▼

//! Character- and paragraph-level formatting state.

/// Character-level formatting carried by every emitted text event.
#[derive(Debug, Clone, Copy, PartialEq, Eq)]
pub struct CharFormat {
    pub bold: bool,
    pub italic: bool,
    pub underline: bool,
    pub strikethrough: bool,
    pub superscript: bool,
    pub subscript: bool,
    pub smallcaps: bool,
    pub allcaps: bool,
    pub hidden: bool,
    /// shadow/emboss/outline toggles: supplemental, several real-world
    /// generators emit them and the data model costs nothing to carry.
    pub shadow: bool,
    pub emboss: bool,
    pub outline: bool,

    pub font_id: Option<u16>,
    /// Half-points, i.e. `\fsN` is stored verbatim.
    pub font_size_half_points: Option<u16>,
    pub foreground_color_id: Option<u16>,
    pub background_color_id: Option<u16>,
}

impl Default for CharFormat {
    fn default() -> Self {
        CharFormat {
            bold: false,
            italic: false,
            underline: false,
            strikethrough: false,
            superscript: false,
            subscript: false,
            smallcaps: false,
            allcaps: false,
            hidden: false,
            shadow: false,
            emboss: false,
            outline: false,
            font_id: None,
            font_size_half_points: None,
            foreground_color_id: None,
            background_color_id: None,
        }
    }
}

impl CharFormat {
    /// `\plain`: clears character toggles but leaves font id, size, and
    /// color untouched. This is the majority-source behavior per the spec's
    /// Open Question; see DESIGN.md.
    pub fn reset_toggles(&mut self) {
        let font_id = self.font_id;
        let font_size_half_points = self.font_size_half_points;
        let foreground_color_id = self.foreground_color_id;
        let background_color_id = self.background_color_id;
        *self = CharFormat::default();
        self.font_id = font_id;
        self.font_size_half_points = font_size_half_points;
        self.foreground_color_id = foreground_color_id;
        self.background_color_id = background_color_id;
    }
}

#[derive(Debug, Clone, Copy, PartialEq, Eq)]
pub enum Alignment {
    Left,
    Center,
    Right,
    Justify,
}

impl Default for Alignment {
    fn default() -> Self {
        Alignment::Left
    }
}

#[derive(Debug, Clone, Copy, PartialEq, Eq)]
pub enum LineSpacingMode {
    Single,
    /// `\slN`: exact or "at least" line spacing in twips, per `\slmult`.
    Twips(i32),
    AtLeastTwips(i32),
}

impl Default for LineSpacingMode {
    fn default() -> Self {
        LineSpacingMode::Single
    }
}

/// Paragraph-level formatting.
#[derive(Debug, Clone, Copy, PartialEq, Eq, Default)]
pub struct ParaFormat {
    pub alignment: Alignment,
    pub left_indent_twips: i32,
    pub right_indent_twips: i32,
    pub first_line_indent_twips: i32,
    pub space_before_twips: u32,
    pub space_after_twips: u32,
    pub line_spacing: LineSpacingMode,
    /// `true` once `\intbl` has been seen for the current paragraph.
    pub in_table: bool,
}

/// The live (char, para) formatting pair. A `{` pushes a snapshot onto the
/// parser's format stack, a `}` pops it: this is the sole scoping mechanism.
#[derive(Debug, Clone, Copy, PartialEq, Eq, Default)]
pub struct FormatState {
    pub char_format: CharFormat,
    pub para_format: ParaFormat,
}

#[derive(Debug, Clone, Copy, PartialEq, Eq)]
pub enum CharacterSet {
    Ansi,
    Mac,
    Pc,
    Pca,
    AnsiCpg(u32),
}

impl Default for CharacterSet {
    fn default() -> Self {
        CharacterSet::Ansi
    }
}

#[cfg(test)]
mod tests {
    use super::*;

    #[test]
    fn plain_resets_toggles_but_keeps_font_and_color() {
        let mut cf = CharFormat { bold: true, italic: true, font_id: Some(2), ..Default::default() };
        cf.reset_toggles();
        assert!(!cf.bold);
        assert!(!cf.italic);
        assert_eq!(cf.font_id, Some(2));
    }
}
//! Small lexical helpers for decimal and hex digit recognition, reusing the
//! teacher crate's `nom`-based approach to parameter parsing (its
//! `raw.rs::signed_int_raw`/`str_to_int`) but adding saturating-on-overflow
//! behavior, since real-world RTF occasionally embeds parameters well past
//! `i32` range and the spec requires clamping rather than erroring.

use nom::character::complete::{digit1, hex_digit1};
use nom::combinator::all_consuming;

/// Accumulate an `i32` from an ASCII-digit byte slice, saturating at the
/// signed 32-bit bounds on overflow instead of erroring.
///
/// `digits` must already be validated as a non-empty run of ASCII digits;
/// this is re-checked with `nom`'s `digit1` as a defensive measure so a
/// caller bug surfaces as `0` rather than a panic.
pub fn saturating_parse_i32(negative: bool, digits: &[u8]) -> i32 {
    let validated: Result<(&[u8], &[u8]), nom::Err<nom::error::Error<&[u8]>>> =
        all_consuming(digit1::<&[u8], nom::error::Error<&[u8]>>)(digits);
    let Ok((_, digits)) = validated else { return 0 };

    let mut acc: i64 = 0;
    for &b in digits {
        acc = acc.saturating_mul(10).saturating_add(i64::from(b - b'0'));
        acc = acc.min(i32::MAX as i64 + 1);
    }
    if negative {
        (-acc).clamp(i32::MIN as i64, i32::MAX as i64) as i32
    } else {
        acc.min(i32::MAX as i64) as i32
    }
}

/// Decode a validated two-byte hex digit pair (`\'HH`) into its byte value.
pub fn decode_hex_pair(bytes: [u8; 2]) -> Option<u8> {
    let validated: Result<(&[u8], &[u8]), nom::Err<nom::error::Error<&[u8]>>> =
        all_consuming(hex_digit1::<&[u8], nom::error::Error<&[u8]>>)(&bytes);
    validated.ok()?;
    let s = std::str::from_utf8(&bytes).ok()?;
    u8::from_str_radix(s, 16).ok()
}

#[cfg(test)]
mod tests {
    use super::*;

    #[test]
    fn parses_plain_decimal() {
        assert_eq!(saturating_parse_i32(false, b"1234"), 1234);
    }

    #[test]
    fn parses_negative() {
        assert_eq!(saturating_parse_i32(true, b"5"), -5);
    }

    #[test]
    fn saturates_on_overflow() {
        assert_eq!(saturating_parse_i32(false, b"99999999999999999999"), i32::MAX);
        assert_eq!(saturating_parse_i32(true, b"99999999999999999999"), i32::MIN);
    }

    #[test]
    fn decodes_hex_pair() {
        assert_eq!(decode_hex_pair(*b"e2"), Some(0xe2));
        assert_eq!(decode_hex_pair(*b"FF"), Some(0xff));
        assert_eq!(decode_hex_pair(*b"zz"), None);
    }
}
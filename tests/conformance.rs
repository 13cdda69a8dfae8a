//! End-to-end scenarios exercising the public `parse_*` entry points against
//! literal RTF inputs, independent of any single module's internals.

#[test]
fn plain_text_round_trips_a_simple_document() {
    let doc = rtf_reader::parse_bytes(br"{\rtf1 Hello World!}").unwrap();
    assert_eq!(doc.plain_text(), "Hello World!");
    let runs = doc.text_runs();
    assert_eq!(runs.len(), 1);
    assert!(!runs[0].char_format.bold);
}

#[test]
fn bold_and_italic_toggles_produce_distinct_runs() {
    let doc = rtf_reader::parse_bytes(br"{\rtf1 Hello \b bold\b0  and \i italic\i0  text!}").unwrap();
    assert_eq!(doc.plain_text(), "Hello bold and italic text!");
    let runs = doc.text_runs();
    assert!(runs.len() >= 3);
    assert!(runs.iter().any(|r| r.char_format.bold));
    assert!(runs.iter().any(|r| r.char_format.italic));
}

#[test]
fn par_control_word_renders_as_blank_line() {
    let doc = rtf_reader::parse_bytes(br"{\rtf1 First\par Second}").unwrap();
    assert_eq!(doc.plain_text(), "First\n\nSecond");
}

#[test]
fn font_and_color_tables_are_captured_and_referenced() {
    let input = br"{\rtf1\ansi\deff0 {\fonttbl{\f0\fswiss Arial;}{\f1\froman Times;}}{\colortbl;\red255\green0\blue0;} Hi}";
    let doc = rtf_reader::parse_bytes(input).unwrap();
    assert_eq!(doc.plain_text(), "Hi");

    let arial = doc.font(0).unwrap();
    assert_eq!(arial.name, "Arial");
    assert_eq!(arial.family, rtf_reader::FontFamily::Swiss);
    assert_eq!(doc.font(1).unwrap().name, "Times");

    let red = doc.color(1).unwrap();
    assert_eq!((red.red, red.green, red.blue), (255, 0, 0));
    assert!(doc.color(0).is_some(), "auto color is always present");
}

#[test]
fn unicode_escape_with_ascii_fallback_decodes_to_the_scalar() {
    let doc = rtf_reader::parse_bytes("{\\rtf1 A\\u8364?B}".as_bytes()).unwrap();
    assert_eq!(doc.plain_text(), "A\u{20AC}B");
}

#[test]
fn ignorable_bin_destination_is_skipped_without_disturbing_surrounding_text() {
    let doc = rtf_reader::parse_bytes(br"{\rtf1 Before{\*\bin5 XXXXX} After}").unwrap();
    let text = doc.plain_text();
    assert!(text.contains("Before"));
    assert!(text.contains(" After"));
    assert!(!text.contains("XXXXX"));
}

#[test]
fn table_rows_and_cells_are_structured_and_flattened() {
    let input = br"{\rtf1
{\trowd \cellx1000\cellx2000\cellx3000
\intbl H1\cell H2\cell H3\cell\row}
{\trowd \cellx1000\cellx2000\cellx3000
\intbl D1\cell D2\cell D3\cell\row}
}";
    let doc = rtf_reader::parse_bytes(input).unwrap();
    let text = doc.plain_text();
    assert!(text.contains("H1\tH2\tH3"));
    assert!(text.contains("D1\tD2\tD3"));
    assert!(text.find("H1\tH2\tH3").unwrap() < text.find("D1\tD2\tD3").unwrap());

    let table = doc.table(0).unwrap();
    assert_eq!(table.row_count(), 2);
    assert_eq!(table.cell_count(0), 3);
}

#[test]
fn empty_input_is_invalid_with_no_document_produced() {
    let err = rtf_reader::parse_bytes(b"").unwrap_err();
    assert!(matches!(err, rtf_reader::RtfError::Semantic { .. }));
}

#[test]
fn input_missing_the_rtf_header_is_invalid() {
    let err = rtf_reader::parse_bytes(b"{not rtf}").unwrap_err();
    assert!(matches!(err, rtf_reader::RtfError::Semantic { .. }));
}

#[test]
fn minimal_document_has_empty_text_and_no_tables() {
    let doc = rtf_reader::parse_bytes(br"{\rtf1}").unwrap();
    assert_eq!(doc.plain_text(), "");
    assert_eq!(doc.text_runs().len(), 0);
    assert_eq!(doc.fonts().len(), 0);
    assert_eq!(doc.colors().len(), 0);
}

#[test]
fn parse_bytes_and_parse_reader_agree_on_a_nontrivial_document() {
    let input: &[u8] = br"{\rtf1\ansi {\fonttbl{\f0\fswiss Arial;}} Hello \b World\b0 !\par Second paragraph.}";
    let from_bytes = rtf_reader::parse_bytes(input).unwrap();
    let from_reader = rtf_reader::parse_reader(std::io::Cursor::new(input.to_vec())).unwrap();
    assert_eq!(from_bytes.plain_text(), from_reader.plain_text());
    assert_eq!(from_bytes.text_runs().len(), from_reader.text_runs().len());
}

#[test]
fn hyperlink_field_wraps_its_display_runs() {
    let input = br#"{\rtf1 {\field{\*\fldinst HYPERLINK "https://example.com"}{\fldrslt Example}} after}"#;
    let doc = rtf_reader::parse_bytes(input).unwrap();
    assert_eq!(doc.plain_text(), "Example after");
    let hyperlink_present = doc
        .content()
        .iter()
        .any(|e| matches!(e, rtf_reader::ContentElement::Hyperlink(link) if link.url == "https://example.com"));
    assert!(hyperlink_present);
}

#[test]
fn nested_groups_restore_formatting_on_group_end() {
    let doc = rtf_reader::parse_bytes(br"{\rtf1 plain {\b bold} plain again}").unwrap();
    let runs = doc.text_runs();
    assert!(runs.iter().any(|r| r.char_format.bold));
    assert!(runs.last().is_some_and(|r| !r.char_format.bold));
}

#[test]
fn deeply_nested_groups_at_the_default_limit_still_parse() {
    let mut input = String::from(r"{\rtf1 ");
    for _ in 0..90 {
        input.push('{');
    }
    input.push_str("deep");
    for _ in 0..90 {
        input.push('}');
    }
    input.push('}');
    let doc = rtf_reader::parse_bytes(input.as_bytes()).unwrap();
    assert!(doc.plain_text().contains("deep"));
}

▲

### Exercise description
Going through the records above, count the lines that hold "Alignment" and answer with the count alone.

### Answer to this problem
4